By not pointing back to your domain name you are making the search engines decide for themselves what your homepage is and this could be detrimental to your search rankings, possibly causing duplicate content issues. So wherever possible, always refer to your homepage as www.mysite.com when you link your pages yourself and when other people link to your home page.

Vanessa Fox (ex google) shares the same advice over in a recent blog post where she says:

But the home page? I think that’s better off resolving to the domain, in this case, www.jonestshirts.com. As before, if you do have other URLs for your home page, you should 301 redirect everything to one URL, and for the home page, I would keep things simple and do all of that resolving back to the domain.

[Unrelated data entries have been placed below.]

//! The fault-isolating check driver.
//!
//! Runs every registered check against one repository:
//! - checks evaluate concurrently behind a bounded semaphore
//! - a panicking check is downgraded to a failed outcome, never an abort
//! - the assembled report preserves registration order regardless of
//!   execution interleaving

use crate::evidence::{EvidenceCache, EvidenceSource};
use crate::registry::{CheckOutcome, CheckRegistry};
use crate::repo::RepositoryRef;
use crate::report::ComplianceReport;
use std::sync::Arc;
use tokio::sync::Semaphore;
use tracing::{info, warn};

/// Default number of checks evaluated in flight.
pub const DEFAULT_MAX_IN_FLIGHT: usize = 6;

/// Executes a [`CheckRegistry`] against one repository and assembles the
/// [`ComplianceReport`].
///
/// The engine owns no shared state across runs; each call to [`run`]
/// creates a fresh [`EvidenceCache`], so concurrent runs against different
/// repositories are fully independent.
///
/// [`run`]: ComplianceEngine::run
pub struct ComplianceEngine {
    registry: CheckRegistry,
    max_in_flight: usize,
}

impl ComplianceEngine {
    /// Engine over the given rubric.
    pub fn new(registry: CheckRegistry) -> Self {
        ComplianceEngine {
            registry,
            max_in_flight: DEFAULT_MAX_IN_FLIGHT,
        }
    }

    /// Engine over the published 100-point rubric.
    pub fn standard() -> Self {
        ComplianceEngine::new(CheckRegistry::standard())
    }

    /// Bound the number of checks evaluated concurrently.
    pub fn with_max_in_flight(mut self, max_in_flight: usize) -> Self {
        self.max_in_flight = max_in_flight.max(1);
        self
    }

    /// The rubric this engine runs.
    pub fn registry(&self) -> &CheckRegistry {
        &self.registry
    }

    /// Run every check and produce a complete report.
    ///
    /// Never fails: every evidence failure or check fault degrades to a
    /// `passed = false` outcome, and `max_score` is the registry's static
    /// weight sum regardless of network conditions.
    pub async fn run(
        &self,
        source: Arc<dyn EvidenceSource>,
        repo: RepositoryRef,
    ) -> ComplianceReport {
        info!(repo = %repo, checks = self.registry.len(), "starting compliance run");

        let cache = Arc::new(EvidenceCache::new(source, repo.clone()));
        let semaphore = Arc::new(Semaphore::new(self.max_in_flight));

        let mut tasks = Vec::with_capacity(self.registry.len());
        for check in self.registry.checks() {
            let cache = Arc::clone(&cache);
            let semaphore = Arc::clone(&semaphore);
            let evaluate = Arc::clone(&check.evaluate);

            tasks.push(tokio::spawn(async move {
                let _permit = semaphore.acquire_owned().await.ok();
                evaluate(cache).await
            }));
        }

        // Collect by registration index; concurrency never reorders output.
        let mut outcomes = Vec::with_capacity(tasks.len());
        for (task, check) in tasks.into_iter().zip(self.registry.checks()) {
            let outcome = match task.await {
                Ok(outcome) => outcome,
                Err(join_error) => {
                    warn!(
                        check = check.name,
                        category = check.category,
                        error = %join_error,
                        "check evaluation aborted; recording failure"
                    );
                    CheckOutcome::with_details(false, "internal error during evaluation")
                }
            };
            outcomes.push(outcome);
        }

        let report = ComplianceReport::assemble(&repo, &self.registry, outcomes);
        info!(
            repo = %repo,
            score = report.score,
            max_score = report.max_score,
            percentage = report.percentage,
            "compliance run finished"
        );
        report
    }
}


#[cfg(test)]
mod tests {
    use super::*;
    use crate::evidence::{Evidence, EvidenceRequest, EvidenceResult, FetchFailure};
    use crate::registry::CheckDefinition;
    use async_trait::async_trait;

    struct CannedSource;

    #[async_trait]
    impl crate::evidence::EvidenceSource for CannedSource {
        async fn fetch(&self, _repo: &RepositoryRef, request: &EvidenceRequest) -> EvidenceResult {
            match request {
                EvidenceRequest::FileExists(path) if path == "LICENSE" => {
                    Ok(Evidence::Exists(true))
                }
                EvidenceRequest::FileExists(_) => Ok(Evidence::Exists(false)),
                _ => Err(FetchFailure::NotFoundOrPrivate),
            }
        }
    }

    fn repo() -> RepositoryRef {
        RepositoryRef::parse("owner/name").expect("parse failed")
    }

    #[tokio::test]
    async fn test_panicking_check_is_isolated() {
        let mut registry = CheckRegistry::new();
        registry.register(CheckDefinition::new("Cat", "before", 1, |_| async {
            CheckOutcome::from_bool(true)
        }));
        fn broken_verdict() -> CheckOutcome {
            panic!("deliberately broken check")
        }
        registry.register(CheckDefinition::new("Cat", "broken", 1, |_| async {
            broken_verdict()
        }));
        registry.register(CheckDefinition::new("Later", "after", 1, |_| async {
            CheckOutcome::from_bool(true)
        }));

        let engine = ComplianceEngine::new(registry);
        let report = engine.run(Arc::new(CannedSource), repo()).await;

        // The broken check fails; everything else is still evaluated and
        // counted, and no category is missing.
        assert_eq!(report.score, 2);
        assert_eq!(report.max_score, 3);
        assert_eq!(report.categories.len(), 2);
        let broken = &report.categories[0].checks[1];
        assert!(!broken.passed);
        assert_eq!(
            broken.details.as_deref(),
            Some("internal error during evaluation")
        );
    }

    #[tokio::test]
    async fn test_output_order_is_registration_order() {
        let mut registry = CheckRegistry::new();
        // Reverse-alphabetical names; a slow first check so completion order
        // differs from registration order.
        registry.register(CheckDefinition::new("Cat", "zz-slow", 1, |_| async {
            tokio::time::sleep(std::time::Duration::from_millis(50)).await;
            CheckOutcome::from_bool(true)
        }));
        registry.register(CheckDefinition::new("Cat", "aa-fast", 1, |_| async {
            CheckOutcome::from_bool(true)
        }));

        let engine = ComplianceEngine::new(registry).with_max_in_flight(2);
        let report = engine.run(Arc::new(CannedSource), repo()).await;

        let names: Vec<&str> = report.categories[0]
            .checks
            .iter()
            .map(|c| c.name.as_str())
            .collect();
        assert_eq!(names, ["zz-slow", "aa-fast"]);
    }

    #[tokio::test]
    async fn test_evidence_failure_degrades_to_failed_check() {
        let mut registry = CheckRegistry::new();
        registry.register(CheckDefinition::new("Cat", "readme", 1, |cache| async move {
            CheckOutcome::from_evidence(cache.readme_text().await.map(|t| !t.is_empty()))
        }));

        let engine = ComplianceEngine::new(registry);
        let report = engine.run(Arc::new(CannedSource), repo()).await;

        let check = &report.categories[0].checks[0];
        assert!(!check.passed);
        assert_eq!(
            check.details.as_deref(),
            Some("evidence unavailable: not found or private")
        );
        assert_eq!(report.max_score, 1);
    }

    #[tokio::test]
    async fn test_concurrency_bound_is_respected() {
        use std::sync::atomic::{AtomicUsize, Ordering};

        static IN_FLIGHT: AtomicUsize = AtomicUsize::new(0);
        static PEAK: AtomicUsize = AtomicUsize::new(0);

        let mut registry = CheckRegistry::new();
        for _ in 0..12 {
            registry.register(CheckDefinition::new("Cat", "probe", 1, |_| async {
                let current = IN_FLIGHT.fetch_add(1, Ordering::SeqCst) + 1;
                PEAK.fetch_max(current, Ordering::SeqCst);
                tokio::time::sleep(std::time::Duration::from_millis(10)).await;
                IN_FLIGHT.fetch_sub(1, Ordering::SeqCst);
                CheckOutcome::from_bool(true)
            }));
        }

        let engine = ComplianceEngine::new(registry).with_max_in_flight(3);
        engine.run(Arc::new(CannedSource), repo()).await;

        assert!(PEAK.load(Ordering::SeqCst) <= 3);
    }
}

Make sure all internal links are to that one URL and encourage external linking to do the same.

One additional issue to consider is the use of www. To avoid what the search engines call canonical issues you should ensure that (if you can) you configure your website so that www.mysite.com and just mysite.com (without the www.) are one and the same . You can simply tell google whether your site uses the www prefix or not within their webmaster central services.